What does it have to do with mediation? Nothing really, and yet . . . . In the Fourth District Court of Appeal case of Marlowe v. Brown, et al., 2006 Fla. App. LEXIS 12852 [Fla. 4th DCA 2006], the appellate court framed this question: Does a “mediation settlement agreement” entered into at the beginning of the divorce case [i.e. a ‘mediation agreement for temporary relief’] control the distribution of property after the husband’s death [which occurred before the entry of a final judgment of dissolution of marriage]?
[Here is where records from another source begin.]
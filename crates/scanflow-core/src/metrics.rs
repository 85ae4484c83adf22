use std::time::{Duration, Instant};

/// Per-operator wall-clock accounting. An operator's timer runs exactly
/// while the graph driver is inside one of its calls (`run`,
/// `on_receive`, `on_drain`, ...) and is stopped the rest of the time,
/// so `elapsed()` reflects active work, not time spent waiting on
/// upstream producers.
#[derive(Debug, Default, Clone)]
pub struct Metrics {
    running_since: Option<Instant>,
    elapsed: Duration,
    pub rows_in: u64,
    pub rows_out: u64,
    pub batches_in: u64,
    pub batches_out: u64,
}

impl Metrics {
    pub fn is_running(&self) -> bool {
        self.running_since.is_some()
    }

    /// Starts the timer. Starting an already-running timer is a bug in
    /// the graph driver (a context switch without stopping the previous
    /// holder first) and panics rather than silently double-counting.
    pub fn start(&mut self) {
        assert!(self.running_since.is_none(), "timer already running");
        self.running_since = Some(Instant::now());
    }

    /// Stops the timer, folding the interval into `elapsed`. Stopping an
    /// already-stopped timer is a no-op so callers that defensively
    /// stop on every exit path don't need to track whether they started it.
    pub fn stop(&mut self) {
        if let Some(since) = self.running_since.take() {
            self.elapsed += since.elapsed();
        }
    }

    pub fn elapsed(&self) -> Duration {
        match self.running_since {
            Some(since) => self.elapsed + since.elapsed(),
            None => self.elapsed,
        }
    }
}

#[derive(Debug, Clone, serde::Serialize)]
pub struct MetricsSnapshot {
    pub name: String,
    pub elapsed_secs: f64,
    pub rows_in: u64,
    pub rows_out: u64,
    pub batches_in: u64,
    pub batches_out: u64,
    pub extra: serde_json::Value,
}
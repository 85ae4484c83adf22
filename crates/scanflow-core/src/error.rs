use crate::operator::OperatorId;

/// The engine's error taxonomy.
///
/// `OverflowError` is deliberately non-fatal: callers that hit it (today
/// only `BloomCreate`, when a configured false-positive rate can't fit the
/// remote expression-length budget) are expected to log a warning and
/// widen the rate rather than propagate the error up the graph.
#[derive(Debug, thiserror::Error)]
pub enum EngineError {
    #[error("config error: {0}")]
    Config(String),

    #[error("schema error in operator '{op}': {reason}")]
    Schema { op: String, reason: String },

    #[error("remote scan error: {0}")]
    Remote(String),

    #[error("overflow: {0}")]
    Overflow(String),

    #[error("internal error: {0}")]
    Internal(String),

    #[error(transparent)]
    Other(#[from] anyhow::Error),
}

impl EngineError {
    pub fn schema(op: impl Into<String>, reason: impl Into<String>) -> Self {
        EngineError::Schema {
            op: op.into(),
            reason: reason.into(),
        }
    }

    pub fn internal(reason: impl Into<String>) -> Self {
        EngineError::Internal(reason.into())
    }

    /// True for errors an operator may recover from by widening a
    /// configured parameter instead of failing the whole plan.
    pub fn is_recoverable(&self) -> bool {
        matches!(self, EngineError::Overflow(_))
    }
}

/// Raised when a graph-assembly invariant is violated (duplicate edges,
/// binding the same producer to both join sides, connecting a non
/// bloom-use consumer to `BloomCreate`, ...). Kept distinct from
/// `EngineError` because these are caught at plan-build time, never at
/// run time, and always indicate a caller bug rather than a data
/// condition.
#[derive(Debug, thiserror::Error)]
pub enum PlanError {
    #[error("operator '{0}' already has a producer bound to slot '{1}'")]
    DuplicateBinding(String, &'static str),

    #[error("operator {0:?} cannot be added as both left and right producer of a join")]
    AmbiguousJoinSide(OperatorId),

    #[error("duplicate edge: operator {0:?} is already connected to {1:?}")]
    DuplicateEdge(OperatorId, OperatorId),

    #[error("{consumer:?} rejected connection from {producer:?}: {reason}")]
    RejectedConnection {
        producer: OperatorId,
        consumer: OperatorId,
        reason: String,
    },

    #[error("operator {0:?} was already completed")]
    AlreadyCompleted(OperatorId),

    #[error("unknown operator {0:?}")]
    UnknownOperator(OperatorId),
}
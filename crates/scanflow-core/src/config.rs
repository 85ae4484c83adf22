use serde::{Deserialize, Serialize};

/// How a `QueryPlan` schedules its operators. Both modes run the exact
/// same `Operator` implementations; they differ only in how a producer's
/// send reaches a consumer.
#[derive(Debug, Clone, Copy, PartialEq, Eq, Serialize, Deserialize)]
#[serde(rename_all = "snake_case")]
pub enum Transport {
    /// Direct, in-order dispatch on a single task: a producer's send
    /// pushes a job onto a shared work queue and the driver dispatches
    /// it before moving to the next job. No channels, no concurrency.
    Cooperative,
    /// Each operator owns a private `tokio::sync::mpsc` inbound queue
    /// and runs as its own Tokio task; sends cross real channels.
    TaskParallel,
}

impl Default for Transport {
    fn default() -> Self {
        Transport::Cooperative
    }
}

/// How many messages an outbound buffer accumulates before it's flushed
/// to the target consumer.
#[derive(Debug, Clone, Copy, PartialEq, Eq, Serialize, Deserialize)]
#[serde(rename_all = "snake_case")]
pub enum BufferPolicy {
    /// Flush after every message.
    Immediate,
    /// Flush once the buffer reaches this many messages.
    Count(usize),
    /// Never flush early; only flush on `complete()`.
    Unbounded,
}

impl Default for BufferPolicy {
    fn default() -> Self {
        BufferPolicy::Count(1024)
    }
}

impl BufferPolicy {
    pub fn should_flush(&self, buffered_len: usize) -> bool {
        match self {
            BufferPolicy::Immediate => true,
            BufferPolicy::Count(n) => buffered_len >= *n,
            BufferPolicy::Unbounded => false,
        }
    }
}

/// Ambient, plan-wide configuration loaded from a YAML file and/or
/// `SCANFLOW_*` environment overlays via the `config` crate (see
/// `GraphConfig::load`).
#[derive(Debug, Clone, Serialize, Deserialize)]
#[serde(default)]
pub struct GraphConfig {
    pub transport: Transport,
    pub buffer_policy: BufferPolicy,
    /// Maximum length, in bytes, of a SQL expression the remote scan
    /// backend will accept. Bounds `BloomCreate`'s serialized predicate.
    pub max_remote_expression_len: usize,
    /// Default false-positive rate `BloomCreate` targets before any
    /// budget-driven widening.
    pub default_bloom_fp_rate: f64,
    /// Multiple of `max_tuples` sampled by `TopKTableScan` before it
    /// derives a filter threshold.
    pub top_k_sample_scale: usize,
    /// Per-operator inbound `tokio::sync::mpsc` channel capacity under
    /// `Transport::TaskParallel`. Irrelevant under `Cooperative`.
    pub mailbox_capacity: usize,
}

impl Default for GraphConfig {
    fn default() -> Self {
        Self {
            transport: Transport::default(),
            buffer_policy: BufferPolicy::default(),
            max_remote_expression_len: 262_144,
            default_bloom_fp_rate: 0.3,
            top_k_sample_scale: 2,
            mailbox_capacity: 256,
        }
    }
}

impl GraphConfig {
    /// Loads a `GraphConfig` layered from a YAML file overlaid with
    /// `SCANFLOW_*` environment variables, using the `config` crate so
    /// overrides don't require a code change.
    pub fn load(path: Option<&std::path::Path>) -> Result<Self, crate::error::EngineError> {
        let mut builder = ::config::Config::builder();
        if let Some(path) = path {
            builder = builder.add_source(::config::File::from(path));
        }
        builder = builder.add_source(::config::Environment::with_prefix("SCANFLOW"));
        let built = builder
            .build()
            .map_err(|e| crate::error::EngineError::Config(e.to_string()))?;
        // `config::Config` defaults missing keys to the struct's own
        // `Default`, so an empty file (or none at all) is valid input.
        let defaults = serde_json::to_value(GraphConfig::default())
            .map_err(|e| crate::error::EngineError::Config(e.to_string()))?;
        let mut merged = built
            .try_deserialize::<serde_json::Value>()
            .unwrap_or(serde_json::Value::Object(Default::default()));
        if let (serde_json::Value::Object(defaults), serde_json::Value::Object(overrides)) =
            (&defaults, &mut merged)
        {
            for (k, v) in defaults {
                overrides.entry(k.clone()).or_insert_with(|| v.clone());
            }
        }
        serde_json::from_value(merged).map_err(|e| crate::error::EngineError::Config(e.to_string()))
    }
}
The agreement did not specify what would happen if one of the parties died during the pendency of the divorce action [would you have thought to include this type of provision?]. By the way, the husband, prior to his death, moved to set aside the mediation agreement contending that the agreement was procured by mediator misconduct and that the equitable distribution paragraph was merely an “agreement to agree”. Motion denied! Thereafter [well, not immediately thereafter – it was actually 9 months later], the husband died and there had been no final judgment of dissolution, no valuation of properties, and no plan of equitable distribution. Shortly after the husband died, the wife filed a motion to dismiss the divorce case. Another motion denied! Thereafter [well, not immediately thereafter – it was actually 22 months later], the wife died.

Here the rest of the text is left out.